Work order:
Would you please copy each line of the listing that mentions "RepositoryError"?
..............................
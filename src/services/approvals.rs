use rust_decimal::Decimal;
use serde::Serialize;

use crate::SERVICE_ACCESS_ROLE;
use crate::domain::auth::{AuthenticatedUser, check_role};
use crate::domain::purchase_request::{PurchaseRequest, RequestStatus};
use crate::domain::submission::Submission;
use crate::forms::submissions::SubmitStockForm;
use crate::repository::{PurchaseRequestWriter, SubmissionWriter};
use crate::services::{ServiceError, ServiceResult};

/// Per-id failure inside a bulk operation.
#[derive(Debug)]
pub struct BulkItemError {
    /// The request id that could not be transitioned.
    pub id: i32,
    /// Why it was skipped.
    pub error: ServiceError,
}

/// Result of a best-effort bulk operation. Bulk transitions never roll back
/// successful ids; failures are reported per item so the caller can retry
/// only those.
#[derive(Debug, Default)]
pub struct BulkOutcome {
    /// Ids that were transitioned.
    pub succeeded: Vec<i32>,
    /// Ids that were skipped, with the reason.
    pub errors: Vec<BulkItemError>,
}

/// Counts returned to the UI after a bulk operation.
#[derive(Debug, Serialize)]
pub struct BulkSummary {
    pub succeeded_count: usize,
    pub error_count: usize,
}

impl BulkOutcome {
    pub fn summary(&self) -> BulkSummary {
        BulkSummary {
            succeeded_count: self.succeeded.len(),
            error_count: self.errors.len(),
        }
    }
}

/// Approves a single pending request.
pub fn approve_request<R>(
    repo: &R,
    user: &AuthenticatedUser,
    request_id: i32,
) -> ServiceResult<PurchaseRequest>
where
    R: PurchaseRequestWriter + ?Sized,
{
    decide_request(repo, user, request_id, RequestStatus::Approved)
}

/// Rejects a single pending request.
pub fn reject_request<R>(
    repo: &R,
    user: &AuthenticatedUser,
    request_id: i32,
) -> ServiceResult<PurchaseRequest>
where
    R: PurchaseRequestWriter + ?Sized,
{
    decide_request(repo, user, request_id, RequestStatus::Rejected)
}

fn decide_request<R>(
    repo: &R,
    user: &AuthenticatedUser,
    request_id: i32,
    status: RequestStatus,
) -> ServiceResult<PurchaseRequest>
where
    R: PurchaseRequestWriter + ?Sized,
{
    if !check_role(SERVICE_ACCESS_ROLE, &user.roles) {
        return Err(ServiceError::Unauthorized);
    }

    repo.set_request_status(request_id, user.hub_id, status)
        .map_err(ServiceError::from)
}

/// Approves each id independently, reporting per-id failures.
pub fn approve_bulk<R>(
    repo: &R,
    user: &AuthenticatedUser,
    request_ids: &[i32],
) -> ServiceResult<BulkOutcome>
where
    R: PurchaseRequestWriter + ?Sized,
{
    decide_bulk(repo, user, request_ids, RequestStatus::Approved)
}

/// Rejects each id independently, reporting per-id failures.
pub fn reject_bulk<R>(
    repo: &R,
    user: &AuthenticatedUser,
    request_ids: &[i32],
) -> ServiceResult<BulkOutcome>
where
    R: PurchaseRequestWriter + ?Sized,
{
    decide_bulk(repo, user, request_ids, RequestStatus::Rejected)
}

fn decide_bulk<R>(
    repo: &R,
    user: &AuthenticatedUser,
    request_ids: &[i32],
    status: RequestStatus,
) -> ServiceResult<BulkOutcome>
where
    R: PurchaseRequestWriter + ?Sized,
{
    if !check_role(SERVICE_ACCESS_ROLE, &user.roles) {
        return Err(ServiceError::Unauthorized);
    }

    let mut outcome = BulkOutcome::default();

    for &request_id in request_ids {
        match repo.set_request_status(request_id, user.hub_id, status) {
            Ok(_) => outcome.succeeded.push(request_id),
            Err(err) => outcome.errors.push(BulkItemError {
                id: request_id,
                error: err.into(),
            }),
        }
    }

    Ok(outcome)
}

/// Changes the quantity of a still-pending request.
pub fn edit_request<R>(
    repo: &R,
    user: &AuthenticatedUser,
    request_id: i32,
    quantity: Decimal,
) -> ServiceResult<PurchaseRequest>
where
    R: PurchaseRequestWriter + ?Sized,
{
    if !check_role(SERVICE_ACCESS_ROLE, &user.roles) {
        return Err(ServiceError::Unauthorized);
    }

    if quantity <= Decimal::ZERO {
        return Err(ServiceError::InvalidArgument(
            "requested quantity must be positive".to_string(),
        ));
    }

    repo.update_request_quantity(request_id, user.hub_id, quantity)
        .map_err(ServiceError::from)
}

/// Approves every pending request whose item is tracked on the given list,
/// across submissions. Returns the number approved.
pub fn approve_all_for_list<R>(
    repo: &R,
    user: &AuthenticatedUser,
    list_id: i32,
) -> ServiceResult<usize>
where
    R: PurchaseRequestWriter + ?Sized,
{
    if !check_role(SERVICE_ACCESS_ROLE, &user.roles) {
        return Err(ServiceError::Unauthorized);
    }

    let approved = repo
        .approve_all_for_list(list_id, user.hub_id)
        .map_err(ServiceError::from)?;

    log::info!(
        "{approved} pending requests for list {list_id} approved by {}",
        user.email
    );

    Ok(approved)
}

/// Resets a decided submission and all its requests back to pending.
///
/// Logged as a distinct audit event because it reopens decisions that may
/// already have been communicated.
pub fn revert_submission<R>(
    repo: &R,
    user: &AuthenticatedUser,
    submission_id: i32,
) -> ServiceResult<Submission>
where
    R: SubmissionWriter + ?Sized,
{
    if !check_role(SERVICE_ACCESS_ROLE, &user.roles) {
        return Err(ServiceError::Unauthorized);
    }

    let submission = repo
        .revert_submission(submission_id, user.hub_id)
        .map_err(ServiceError::from)?;

    log::warn!(
        "audit: submission {submission_id} reverted to pending by {}",
        user.email
    );

    Ok(submission)
}

/// Re-applies quantity edits to a still-pending submission, replacing its
/// open request quantities in place.
pub fn edit_submission_quantities<R>(
    repo: &R,
    user: &AuthenticatedUser,
    submission_id: i32,
    form: SubmitStockForm,
) -> ServiceResult<Submission>
where
    R: SubmissionWriter + ?Sized,
{
    if !check_role(SERVICE_ACCESS_ROLE, &user.roles) {
        return Err(ServiceError::Unauthorized);
    }

    let edits = form
        .into_edits()
        .map_err(|err| ServiceError::Form(err.to_string()))?;

    repo.edit_submission_quantities(submission_id, user.hub_id, &edits, &user.email)
        .map_err(ServiceError::from)
}

#[cfg(test)]
mod tests {
    use super::*;
    use chrono::{NaiveDate, NaiveDateTime};

    use crate::repository::errors::RepositoryError;
    use crate::repository::mock::{MockPurchaseRequestWriter, MockSubmissionWriter};

    fn datetime() -> NaiveDateTime {
        NaiveDate::from_ymd_opt(2024, 1, 1)
            .and_then(|date| date.and_hms_opt(0, 0, 0))
            .unwrap_or_default()
    }

    fn admin(hub_id: i32) -> AuthenticatedUser {
        AuthenticatedUser {
            sub: "admin".to_string(),
            email: "admin@example.com".to_string(),
            hub_id,
            name: "Admin".to_string(),
            roles: vec![SERVICE_ACCESS_ROLE.to_string()],
            exp: 0,
        }
    }

    fn sample_request(id: i32, status: RequestStatus) -> PurchaseRequest {
        PurchaseRequest {
            id,
            submission_id: Some(1),
            item_id: 1,
            supplier_id: None,
            user_email: "cook@example.com".to_string(),
            quantity: Decimal::from(5),
            status,
            requested_at: datetime(),
            updated_at: datetime(),
        }
    }

    #[test]
    fn approve_request_requires_role() {
        let repo = MockPurchaseRequestWriter::new();
        let mut user = admin(11);
        user.roles.clear();

        assert!(matches!(
            approve_request(&repo, &user, 1),
            Err(ServiceError::Unauthorized)
        ));
    }

    #[test]
    fn approve_bulk_reports_per_item_outcomes() {
        let mut repo = MockPurchaseRequestWriter::new();
        let user = admin(11);

        repo.expect_set_request_status()
            .times(3)
            .returning(|request_id, _, status| match request_id {
                1 => Ok(sample_request(1, status)),
                2 => Err(RepositoryError::InvalidState(
                    "purchase request 2 is already approved".to_string(),
                )),
                _ => Err(RepositoryError::NotFound),
            });

        let outcome = approve_bulk(&repo, &user, &[1, 2, 3]).expect("expected success");

        assert_eq!(outcome.succeeded, vec![1]);
        assert_eq!(outcome.errors.len(), 2);
        assert_eq!(outcome.errors[0].id, 2);
        assert!(matches!(outcome.errors[0].error, ServiceError::InvalidState(_)));
        assert_eq!(outcome.errors[1].id, 3);
        assert!(matches!(outcome.errors[1].error, ServiceError::NotFound));

        let summary = outcome.summary();
        assert_eq!(summary.succeeded_count, 1);
        assert_eq!(summary.error_count, 2);
    }

    #[test]
    fn edit_request_rejects_non_positive_quantity() {
        let repo = MockPurchaseRequestWriter::new();
        let user = admin(11);

        assert!(matches!(
            edit_request(&repo, &user, 1, Decimal::ZERO),
            Err(ServiceError::InvalidArgument(_))
        ));
        assert!(matches!(
            edit_request(&repo, &user, 1, Decimal::from(-2)),
            Err(ServiceError::InvalidArgument(_))
        ));
    }

    #[test]
    fn revert_surfaces_invalid_state() {
        let mut repo = MockSubmissionWriter::new();
        let user = admin(11);

        repo.expect_revert_submission().returning(|submission_id, _| {
            Err(RepositoryError::InvalidState(format!(
                "submission {submission_id} is still pending and cannot be reverted"
            )))
        });

        assert!(matches!(
            revert_submission(&repo, &user, 9),
            Err(ServiceError::InvalidState(_))
        ));
    }
}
..............................
Finished task:
    use crate::repository::errors::RepositoryError;
                2 => Err(RepositoryError::InvalidState(
                _ => Err(RepositoryError::NotFound),
            Err(RepositoryError::InvalidState(format!(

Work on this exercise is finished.